La cobertura mediática nos dice que entre muchos cientos y cientos de miles de personas pueden ser portadoras del virus por cada caso confirmado que conocemos. Si no se maneja cuidadosamente a través del saneamiento y el aislamiento, el auge exponencial del virus podría abrumar nuestro sistema hospitalario, lo que resultaría en aún más muertes de las que causaría de otro modo. Se trata, por lo tanto, literalmente de una cuestión de vida o muerte que debe tratarse con un grado de respeto y preocupación de vida o muerte.
Entonces, ¿por qué me rompería el corazón al enterarme de que se implementó una solución que evitaría estas tragedias que tanto temo? Debería sentirme aliviada. Pero sentir más alivio que luto sería olvidar que el corazón mismo de mi fe católica es Jesús mismo en la Eucaristía.

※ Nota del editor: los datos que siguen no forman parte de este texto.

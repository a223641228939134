use super::error::{Error, Result};
use serde_derive::Deserialize;
use std::fs;
use std::path::Path;

#[derive(Debug, Default, Deserialize, Eq, PartialEq)]
pub struct Config {
    #[serde(default)]
    storage: StorageConfig,
}

impl Config {
    const DEFAULT_ENDPOINT: &'static str = "https://storage.googleapis.com";

    pub fn from_file<P: AsRef<Path>>(path: P) -> Result<Config> {
        let contents = fs::read_to_string(path).map_err(Error::ConfigRead)?;

        Ok(toml::from_str::<Config>(&contents)?)
    }

    /// Bucket used for locations that are neither URLs nor explicit paths.
    pub fn default_bucket(&self) -> Option<&str> {
        self.storage.bucket.as_deref()
    }

    pub fn endpoint(&self) -> &str {
        self.storage
            .endpoint
            .as_deref()
            .unwrap_or(Self::DEFAULT_ENDPOINT)
    }
}

#[derive(Debug, Default, Deserialize, Eq, PartialEq)]
#[serde(rename_all = "camelCase")]
struct StorageConfig {
    bucket: Option<String>,
    endpoint: Option<String>,
}
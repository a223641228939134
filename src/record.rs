//! Decoding of individual corpus lines.
//!
//! Each query only needs a few fields of a tweet, so instead of building a
//! full record for every line we decode a narrow view of it, borrowing string
//! values from the line whenever they contain no escapes.

use chrono::NaiveDate;
use lazy_static::lazy_static;
use regex::Regex;
use serde_derive::Deserialize;
use std::borrow::Cow;

const DATE_KEY_PATTERN: &str = r"^[0-9]{4}-[0-9]{2}-[0-9]{2}$";
const DATE_KEY_LEN: usize = 10;
pub(crate) const DATE_KEY_FORMAT: &str = "%Y-%m-%d";

#[derive(thiserror::Error, Debug)]
pub enum MalformedRecord {
    #[error("Malformed record: {line}")]
    Json {
        line: String,
        #[source]
        error: serde_json::Error,
    },
    #[error("Invalid date {date:?} in record: {line}")]
    Date { line: String, date: String },
}

impl MalformedRecord {
    fn json(line: &[u8], error: serde_json::Error) -> Self {
        MalformedRecord::Json {
            line: String::from_utf8_lossy(line).into_owned(),
            error,
        }
    }

    /// The offending line.
    pub fn line(&self) -> &str {
        match self {
            MalformedRecord::Json { line, .. } => line,
            MalformedRecord::Date { line, .. } => line,
        }
    }
}

pub type Result<T> = std::result::Result<T, MalformedRecord>;

#[derive(Debug, Deserialize)]
struct UserJson<'a> {
    #[serde(borrow)]
    username: Cow<'a, str>,
}

#[derive(Debug, Deserialize)]
struct DatedTweetJson<'a> {
    #[serde(borrow)]
    date: Cow<'a, str>,
    #[serde(borrow)]
    user: UserJson<'a>,
}

#[derive(Debug, Deserialize)]
struct ContentJson<'a> {
    #[serde(borrow)]
    content: Cow<'a, str>,
}

#[derive(Debug, Deserialize)]
#[serde(rename_all = "camelCase")]
struct MentionsJson<'a> {
    #[serde(borrow)]
    mentioned_users: Option<Vec<UserJson<'a>>>,
}

/// The date (as a `YYYY-MM-DD` key) and author of a tweet.
#[derive(Debug, Eq, PartialEq)]
pub struct DatedAuthor<'a> {
    pub date: Cow<'a, str>,
    pub username: Cow<'a, str>,
}

pub fn parse_dated_author(line: &[u8]) -> Result<DatedAuthor<'_>> {
    let tweet = serde_json::from_slice::<DatedTweetJson>(line)
        .map_err(|error| MalformedRecord::json(line, error))?;

    if date_key(&tweet.date).is_none() {
        return Err(MalformedRecord::Date {
            line: String::from_utf8_lossy(line).into_owned(),
            date: tweet.date.into_owned(),
        });
    }

    let date = match tweet.date {
        Cow::Borrowed(value) => Cow::Borrowed(&value[..DATE_KEY_LEN]),
        Cow::Owned(mut value) => {
            value.truncate(DATE_KEY_LEN);
            Cow::Owned(value)
        }
    };

    Ok(DatedAuthor {
        date,
        username: tweet.user.username,
    })
}

pub fn parse_content(line: &[u8]) -> Result<Cow<'_, str>> {
    serde_json::from_slice::<ContentJson>(line)
        .map(|tweet| tweet.content)
        .map_err(|error| MalformedRecord::json(line, error))
}

/// Usernames mentioned by a tweet, in order and with repeats.
///
/// A missing or `null` mention list is treated as empty.
pub fn parse_mentions(line: &[u8]) -> Result<Vec<Cow<'_, str>>> {
    serde_json::from_slice::<MentionsJson>(line)
        .map(|tweet| {
            tweet
                .mentioned_users
                .unwrap_or_default()
                .into_iter()
                .map(|user| user.username)
                .collect()
        })
        .map_err(|error| MalformedRecord::json(line, error))
}

/// Take the calendar date prefix of a timestamp, if it is a valid date.
fn date_key(timestamp: &str) -> Option<&str> {
    lazy_static! {
        static ref DATE_KEY_RE: Regex = Regex::new(DATE_KEY_PATTERN).unwrap();
    }

    timestamp
        .get(..DATE_KEY_LEN)
        .filter(|key| DATE_KEY_RE.is_match(key))
        .filter(|key| NaiveDate::parse_from_str(key, DATE_KEY_FORMAT).is_ok())
}
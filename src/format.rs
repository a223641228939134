use super::error::{Error, Result};
use super::record::DATE_KEY_FORMAT;
use chrono::NaiveDate;

pub fn parse_date_key(key: &str) -> Result<NaiveDate> {
    NaiveDate::parse_from_str(key, DATE_KEY_FORMAT).map_err(|_| Error::DateFormat(key.to_string()))
}

/// Pair each ranked date key with its top user, converting keys to dates.
pub fn date_pairs<'a, I: IntoIterator<Item = (&'a str, &'a str)>>(
    pairs: I,
) -> Result<Vec<(NaiveDate, String)>> {
    pairs
        .into_iter()
        .map(|(key, username)| Ok((parse_date_key(key)?, username.to_string())))
        .collect()
}

pub fn count_pairs<'a, I: IntoIterator<Item = (&'a str, u64)>>(pairs: I) -> Vec<(String, u64)> {
    pairs
        .into_iter()
        .map(|(key, count)| (key.to_string(), count))
        .collect()
}
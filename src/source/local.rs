use super::LineSource;
use crate::error::{Error, Result};
use flate2::read::GzDecoder;
use std::fs::{self, File};
use std::io::{self, BufRead, BufReader, ErrorKind, Read};
use std::path::{Path, PathBuf};

/// A corpus file on local disk, optionally gzip-compressed.
pub struct LocalFile {
    path: PathBuf,
}

impl LocalFile {
    pub fn new<P: AsRef<Path>>(path: P) -> LocalFile {
        LocalFile {
            path: path.as_ref().to_path_buf(),
        }
    }

    fn is_gz(&self) -> bool {
        self.path.extension().map_or(false, |ext| ext == "gz")
    }

    fn map_open_error(&self, error: io::Error) -> Error {
        if error.kind() == ErrorKind::NotFound {
            Error::SourceNotFound {
                location: self.location(),
            }
        } else {
            Error::Io(error)
        }
    }
}

impl LineSource for LocalFile {
    fn location(&self) -> String {
        self.path.to_string_lossy().into_owned()
    }

    fn open(&self) -> Result<Box<dyn BufRead + '_>> {
        let file = File::open(&self.path).map_err(|error| self.map_open_error(error))?;

        if self.is_gz() {
            Ok(Box::new(BufReader::new(GzDecoder::new(file))))
        } else {
            Ok(Box::new(BufReader::new(file)))
        }
    }

    fn read_all(&self) -> Result<Vec<u8>> {
        if self.is_gz() {
            let mut content = vec![];
            self.open()?.read_to_end(&mut content)?;
            Ok(content)
        } else {
            fs::read(&self.path).map_err(|error| self.map_open_error(error))
        }
    }
}
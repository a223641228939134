use lazy_static::lazy_static;
use regex::Regex;
use unicode_segmentation::UnicodeSegmentation;

// A grapheme cluster is an emoji if it starts with a pictographic code point or
// a regional indicator (flags), or if it is a keycap sequence.
const EMOJI_GRAPHEME_PATTERN: &str =
    r"^(?:\p{Extended_Pictographic}|\p{Regional_Indicator}|[0-9#*]\x{FE0F}?\x{20E3})";

/// Every emoji in the text, in order and with repeats.
///
/// Multi-code-point emoji (ZWJ sequences, skin tones, flags) are returned as a
/// single glyph.
pub fn extract_emoji(text: &str) -> impl Iterator<Item = &str> {
    lazy_static! {
        static ref EMOJI_GRAPHEME_RE: Regex = Regex::new(EMOJI_GRAPHEME_PATTERN).unwrap();
    }

    text.graphemes(true)
        .filter(|grapheme| EMOJI_GRAPHEME_RE.is_match(grapheme))
}

#[cfg(test)]
mod tests {
    use super::extract_emoji;

    #[test]
    fn test_extract_emoji() {
        let pairs = vec![
            ("😀😀 hi", vec!["😀", "😀"]),
            ("no emoji here, 123 # *", vec![]),
            ("Farmers 🙏🏽 #FarmersProtest 🚜🇮🇳", vec!["🙏🏽", "🚜", "🇮🇳"]),
            ("family: 👨‍👩‍👧‍👦!", vec!["👨‍👩‍👧‍👦"]),
            ("keycap 1️⃣ and ❤️", vec!["1️⃣", "❤️"]),
            ("", vec![]),
        ];

        for (text, expected) in pairs {
            assert_eq!(extract_emoji(text).collect::<Vec<_>>(), expected);
        }
    }
}
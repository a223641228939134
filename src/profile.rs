use super::aggregate::Diagnostics;
use super::error::Result;
use super::operation::{Aggregation, Query, Ranking};
use super::source::LineSource;
use std::fmt::Display;
use std::time::Instant;

/// Logs the wall-clock time of every run of the wrapped aggregation.
pub struct Timed<A> {
    underlying: A,
}

impl<A> Timed<A> {
    pub fn new(underlying: A) -> Timed<A> {
        Timed { underlying }
    }

    pub fn into_inner(self) -> A {
        self.underlying
    }
}

impl<A: Aggregation + Display> Aggregation for Timed<A> {
    fn query(&self) -> Query {
        self.underlying.query()
    }

    fn try_run(&self, source: &dyn LineSource) -> Result<(Ranking, Diagnostics)> {
        let start = Instant::now();
        let result = self.underlying.try_run(source);
        let elapsed = start.elapsed();

        match &result {
            Ok((ranking, diagnostics)) => log::info!(
                "{} on {}: {} entries from {} lines in {:.3}s",
                self.underlying,
                source.location(),
                ranking.len(),
                diagnostics.lines,
                elapsed.as_secs_f64()
            ),
            Err(_) => log::info!(
                "{} on {} failed after {:.3}s",
                self.underlying,
                source.location(),
                elapsed.as_secs_f64()
            ),
        }

        result
    }
}
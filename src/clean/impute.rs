//! Statistical null imputation

use crate::clean::{classify, stats};
use crate::model::{CellValue, Column, ColumnKind, Table};

/// Outcome of the imputation stage
#[derive(Debug, Default, Clone, Copy)]
pub struct ImputeOutcome {
    /// Columns that received fills
    pub columns_imputed: usize,
    /// Individual cells filled
    pub cells_filled: usize,
}

/// Fill missing cells: median for numeric columns, mode for everything else
///
/// A column with no non-null values has no statistic to fill from and is
/// deliberately left fully missing. Row and column counts never change.
pub fn impute_missing(table: &mut Table) -> ImputeOutcome {
    let mut outcome = ImputeOutcome::default();

    for column in &mut table.columns {
        let nulls = column.null_count();
        if nulls == 0 || nulls == column.values.len() {
            continue;
        }

        let fill = match classify::classify(column) {
            ColumnKind::Numeric => median_fill(column),
            _ => stats::mode(&column.values),
        };
        let Some(fill) = fill else { continue };

        for value in &mut column.values {
            if value.is_null() {
                *value = fill.clone();
                outcome.cells_filled += 1;
            }
        }
        outcome.columns_imputed += 1;
    }

    outcome
}

/// Median fill value; an all-integer column with an integral median stays
/// integer, otherwise the fill is a float
fn median_fill(column: &Column) -> Option<CellValue> {
    let mut sample: Vec<f64> = column.non_null().filter_map(classify::numeric_value).collect();
    if sample.is_empty() {
        return None;
    }
    sample.sort_by(|a, b| a.partial_cmp(b).unwrap_or(std::cmp::Ordering::Equal));

    let median = stats::median(&sample);
    let all_int = column.non_null().all(|v| matches!(v, CellValue::Int(_)));
    if all_int && median.fract() == 0.0 {
        Some(CellValue::Int(median as i64))
    } else {
        Some(CellValue::Float(median))
    }
}

#[cfg(test)]
mod tests {
    use super::*;

    fn column_of(name: &str, values: Vec<CellValue>) -> Column {
        let mut column = Column::new(name);
        column.values = values;
        column
    }

    #[test]
    fn test_numeric_median_fill() {
        let mut table = Table::new(vec![column_of(
            "score",
            vec![
                CellValue::Float(10.5),
                CellValue::Null,
                CellValue::Float(10.5),
                CellValue::Float(5.0),
            ],
        )]);

        let outcome = impute_missing(&mut table);
        assert_eq!(outcome.cells_filled, 1);
        assert_eq!(table.columns[0].values[1], CellValue::Float(10.5));
        assert_eq!(table.columns[0].null_count(), 0);
    }

    #[test]
    fn test_integer_column_keeps_integer_fill() {
        let mut table = Table::new(vec![column_of(
            "edad",
            vec![
                CellValue::Int(25),
                CellValue::Int(30),
                CellValue::Int(35),
                CellValue::Null,
            ],
        )]);

        impute_missing(&mut table);
        assert_eq!(table.columns[0].values[3], CellValue::Int(30));
    }

    #[test]
    fn test_even_integer_column_gets_float_fill() {
        let mut table = Table::new(vec![column_of(
            "edad",
            vec![CellValue::Int(25), CellValue::Int(30), CellValue::Null, CellValue::Null],
        )]);

        impute_missing(&mut table);
        assert_eq!(table.columns[0].values[2], CellValue::Float(27.5));
    }

    #[test]
    fn test_text_mode_fill() {
        let mut table = Table::new(vec![column_of(
            "ciudad",
            vec![
                CellValue::from("lima"),
                CellValue::from("quito"),
                CellValue::from("lima"),
                CellValue::Null,
            ],
        )]);

        let outcome = impute_missing(&mut table);
        assert_eq!(outcome.columns_imputed, 1);
        assert_eq!(table.columns[0].values[3], CellValue::from("lima"));
    }

    #[test]
    fn test_all_null_column_left_alone() {
        let mut table = Table::new(vec![
            column_of("vacia", vec![CellValue::Null, CellValue::Null]),
            column_of("x", vec![CellValue::Int(1), CellValue::Null]),
        ]);

        let outcome = impute_missing(&mut table);
        assert_eq!(outcome.columns_imputed, 1);
        assert_eq!(table.columns[0].null_count(), 2);
        assert_eq!(table.columns[1].null_count(), 0);
    }

    #[test]
    fn test_shape_unchanged() {
        let mut table = Table::new(vec![
            column_of("a", vec![CellValue::Int(1), CellValue::Null, CellValue::Int(3)]),
            column_of("b", vec![CellValue::Null, CellValue::from("x"), CellValue::from("x")]),
        ]);

        impute_missing(&mut table);
        assert_eq!(table.row_count(), 3);
        assert_eq!(table.column_count(), 2);
        assert!(table.columns.iter().all(|c| c.null_count() == 0));
    }
}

La importancia de la obediencia
Quiero dejar claro que no sugiero que debamos desobedecer la autoridad legítima de los obispos que tomaron la decisión de prohibir nuestro acceso a la Eucaristía. Mi buen director tuvo que recordarme recientemente que Dios valora nuestra obediencia por encima de todo, y que si la obediencia significa que debemos buscar los sacramentos por deseo en lugar de recibirlos físicamente ahora mismo, Dios ciertamente no dejará de darnos las gracias que necesitamos en ellos. No dudo de la verdad de esto ni por un momento.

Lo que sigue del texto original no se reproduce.